Detonation on TNT 100 Shot-Help
I posted this on the other board but i figure i'll post it here too in case some of you dont hang out there:
Hey guys, I need some help and opinions here from the N20 gurus. I dyno'd my car today on a TNT 100 Shot(wet). It made plenty of power,(120 rwhp)but for the 1st second when the N20 came on it would detonate. Now, I can not hear it at all when i am on the street. I only heard it on the dyno, but there was no mistaking it. At this point, i dont know if the conditions that caused the detonation came from the dyno process itself, or if it is happening on the street also and I just cant hear it over my pro 5.0 and all the road noise.
I am running autolite 104's gapped at .050. I have taken no timing out and am on 91 octane Shell gas.
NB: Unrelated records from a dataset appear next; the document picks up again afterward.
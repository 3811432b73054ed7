//! Error types and JSON error responses
//!
//! Management errors are returned to the admin API caller. Proxy errors are
//! local to one proxied request and are answered with a JSON body.

use http_body_util::{combinators::BoxBody, BodyExt, Full};
use hyper::body::Bytes;
use hyper::{Response, StatusCode};
use serde::Serialize;
use std::net::Ipv4Addr;

/// Errors from registry mutations
#[derive(Debug, thiserror::Error)]
pub enum ManagementError {
    #[error("port {port} is already bound by service {identifier}")]
    PortConflict { port: u16, identifier: String },

    #[error("service {0} already exists")]
    AlreadyExists(String),

    #[error("no service {0}")]
    NotFound(String),

    #[error("invalid service request: {0}")]
    InvalidRequest(String),

    #[error("failed to bind port {port}: {source}")]
    Bind {
        port: u16,
        #[source]
        source: std::io::Error,
    },
}

impl ManagementError {
    /// HTTP status reported by the management API
    pub fn status_code(&self) -> StatusCode {
        match self {
            ManagementError::PortConflict { .. } => StatusCode::CONFLICT,
            ManagementError::AlreadyExists(_) => StatusCode::CONFLICT,
            ManagementError::NotFound(_) => StatusCode::NOT_FOUND,
            ManagementError::InvalidRequest(_) => StatusCode::BAD_REQUEST,
            ManagementError::Bind { .. } => StatusCode::INTERNAL_SERVER_ERROR,
        }
    }
}

/// Errors from backend DNS resolution
#[derive(Debug, thiserror::Error)]
pub enum ResolveError {
    #[error("lookup of {name} failed after {attempts} attempts: {last}")]
    Exhausted {
        name: String,
        attempts: u32,
        last: String,
    },

    #[error("no A record for {0}")]
    NoAnswer(String),

    #[error("dns protocol error: {0}")]
    Protocol(String),

    #[error("dns socket error: {0}")]
    Io(#[from] std::io::Error),
}

impl From<hickory_proto::error::ProtoError> for ResolveError {
    fn from(err: hickory_proto::error::ProtoError) -> Self {
        ResolveError::Protocol(err.to_string())
    }
}

/// Result of a successful lookup
pub type ResolveResult = Result<Ipv4Addr, ResolveError>;

/// Error codes for per-request proxy failures
#[derive(Debug, Clone, Copy, Serialize)]
#[serde(rename_all = "SCREAMING_SNAKE_CASE")]
pub enum ProxyErrorCode {
    /// Inbound request body could not be read
    BadRequestBody,
    /// Inbound request body exceeded the configured limit
    PayloadTooLarge,
    /// Outbound request could not be built
    RequestBuildFailed,
    /// Backend could not be contacted or the round trip failed
    BackendUnreachable,
    /// Backend address could not be resolved
    ResolutionFailed,
    /// Resolution and round trip exceeded the request deadline
    RequestTimeout,
}

impl ProxyErrorCode {
    /// Get the default HTTP status code for this error
    pub fn status_code(&self) -> StatusCode {
        match self {
            ProxyErrorCode::BadRequestBody => StatusCode::BAD_REQUEST,
            ProxyErrorCode::PayloadTooLarge => StatusCode::PAYLOAD_TOO_LARGE,
            ProxyErrorCode::RequestBuildFailed => StatusCode::INTERNAL_SERVER_ERROR,
            ProxyErrorCode::BackendUnreachable => StatusCode::INTERNAL_SERVER_ERROR,
            ProxyErrorCode::ResolutionFailed => StatusCode::BAD_GATEWAY,
            ProxyErrorCode::RequestTimeout => StatusCode::GATEWAY_TIMEOUT,
        }
    }

    /// Get the error code as a string for the X-Proxy-Error header
    pub fn as_header_value(&self) -> &'static str {
        match self {
            ProxyErrorCode::BadRequestBody => "BAD_REQUEST_BODY",
            ProxyErrorCode::PayloadTooLarge => "PAYLOAD_TOO_LARGE",
            ProxyErrorCode::RequestBuildFailed => "REQUEST_BUILD_FAILED",
            ProxyErrorCode::BackendUnreachable => "BACKEND_UNREACHABLE",
            ProxyErrorCode::ResolutionFailed => "RESOLUTION_FAILED",
            ProxyErrorCode::RequestTimeout => "REQUEST_TIMEOUT",
        }
    }
}

/// JSON error response body
#[derive(Debug, Serialize)]
pub struct ErrorResponse {
    pub code: ProxyErrorCode,
    pub message: String,
    pub status: u16,
}

impl ErrorResponse {
    pub fn new(code: ProxyErrorCode, message: impl Into<String>) -> Self {
        Self {
            status: code.status_code().as_u16(),
            code,
            message: message.into(),
        }
    }

    pub fn to_json(&self) -> String {
        serde_json::to_string(self).unwrap_or_else(|_| {
            format!(
                r#"{{"code":"{}","message":"{}","status":{}}}"#,
                self.code.as_header_value(),
                self.message.replace('\"', "\\\""),
                self.status
            )
        })
    }
}

/// Create a JSON error response with X-Proxy-Error header
pub fn json_error_response(
    code: ProxyErrorCode,
    message: impl Into<String>,
) -> Response<BoxBody<Bytes, hyper::Error>> {
    let error = ErrorResponse::new(code, message);
    let status = code.status_code();
    let body = error.to_json();

    Response::builder()
        .status(status)
        .header("Content-Type", "application/json")
        .header("X-Proxy-Error", code.as_header_value())
        .body(Full::new(Bytes::from(body)).map_err(|e| match e {}).boxed())
        .expect("valid response with StatusCode enum and static headers")
}
//! Concurrent store of running services
//!
//! Two maps live behind one read/write lock: identifier to service, and public
//! port to identifier. A port entry exists from reservation until removal, so
//! a port cannot be handed to two services even while one is still binding.

use crate::error::ManagementError;
use crate::service::{Service, ServiceInfo};
use parking_lot::RwLock;
use std::collections::{BTreeMap, HashMap};
use std::sync::Arc;

#[derive(Default)]
struct Inner {
    services: HashMap<String, Arc<Service>>,
    ports: HashMap<u16, String>,
}

/// Registry of services keyed by `stack/service`
#[derive(Default)]
pub struct Registry {
    inner: RwLock<Inner>,
}

impl Registry {
    pub fn new() -> Self {
        Self::default()
    }

    /// Claim `port` for `identifier` before the service is bound.
    ///
    /// Fails if the port is held by any service (registered or still
    /// starting), or if the identifier is already in use.
    pub fn reserve(&self, identifier: &str, port: u16) -> Result<(), ManagementError> {
        let mut inner = self.inner.write();

        if let Some(owner) = inner.ports.get(&port) {
            return Err(ManagementError::PortConflict {
                port,
                identifier: owner.clone(),
            });
        }
        if inner.ports.values().any(|id| id == identifier) {
            return Err(ManagementError::AlreadyExists(identifier.to_string()));
        }

        inner.ports.insert(port, identifier.to_string());
        Ok(())
    }

    /// Drop a reservation that never became a running service
    pub fn release(&self, identifier: &str, port: u16) {
        let mut inner = self.inner.write();
        if inner.ports.get(&port).map(String::as_str) == Some(identifier)
            && !inner.services.contains_key(identifier)
        {
            inner.ports.remove(&port);
        }
    }

    /// Make a started service visible under its reserved port
    pub fn commit(&self, service: Arc<Service>) {
        let mut inner = self.inner.write();
        inner
            .ports
            .insert(service.listen_port(), service.identifier().to_string());
        inner
            .services
            .insert(service.identifier().to_string(), service);
    }

    /// Remove a service and free its port
    pub fn remove(&self, identifier: &str) -> Result<Arc<Service>, ManagementError> {
        let mut inner = self.inner.write();
        let service = inner
            .services
            .remove(identifier)
            .ok_or_else(|| ManagementError::NotFound(identifier.to_string()))?;
        inner.ports.remove(&service.listen_port());
        Ok(service)
    }

    pub fn get(&self, identifier: &str) -> Option<Arc<Service>> {
        self.inner.read().services.get(identifier).cloned()
    }

    /// Identifier owning `port`, including reservations in progress
    pub fn port_owner(&self, port: u16) -> Option<String> {
        self.inner.read().ports.get(&port).cloned()
    }

    /// Consistent view of every registered service's descriptor
    pub fn snapshot(&self) -> BTreeMap<String, ServiceInfo> {
        let inner = self.inner.read();
        inner
            .services
            .iter()
            .map(|(id, service)| (id.clone(), service.info()))
            .collect()
    }

    /// Apply `f` to every registered service while holding the read lock
    pub fn for_each(&self, mut f: impl FnMut(&Arc<Service>)) {
        let inner = self.inner.read();
        for service in inner.services.values() {
            f(service);
        }
    }

    pub fn len(&self) -> usize {
        self.inner.read().services.len()
    }

    pub fn is_empty(&self) -> bool {
        self.len() == 0
    }
}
Car is a 99 M6 with mods shown in sig. Window switch comes on at 3K and off at 5.9K.Do you think I'd hear it if I was detonating on the street? Any suggestions?
Here's the dyno sheet:
http://www.area16.com/ApexN20.jpg
<small>[ March 16, 2003, 06:11 PM: Message edited by: Threesixes ]</small>
Hey guys, I need some help and opinions here from the N20 gurus. I dyno'd my car today on a TNT 100 Shot(wet). It made plenty of power,(120 rwhp)but for the 1st second when the N20 came on it would detonate. Now, I can not hear it at all when i am on the street. I only heard it on the dyno, but there was no mistaking it. At this point, i dont know if the conditions that caused the detonation came from the dyno process itself, or if it is happening on the street also and I just cant hear it over my pro 5.0 and all the road noise.
I am running autolite 104's gapped at .050. I have taken no timing out and am on 91 octane Shell gas. Car is a 99 M6 with mods shown in sig. Window switch comes on at 3K and off at 5.9K.Do you think I'd hear it if I was detonating on the street? Any suggestions?
Here's the dyno sheet:
http://www.area16.com/ApexN20.jpg
<small>[ March 16, 2003, 06:11 PM: Message edited by: Threesixes ]</small>
I think you need to close that gap some and mix in some race gas if 91 is the best you could get. I would expect it to detonate with the conditions you mentioned.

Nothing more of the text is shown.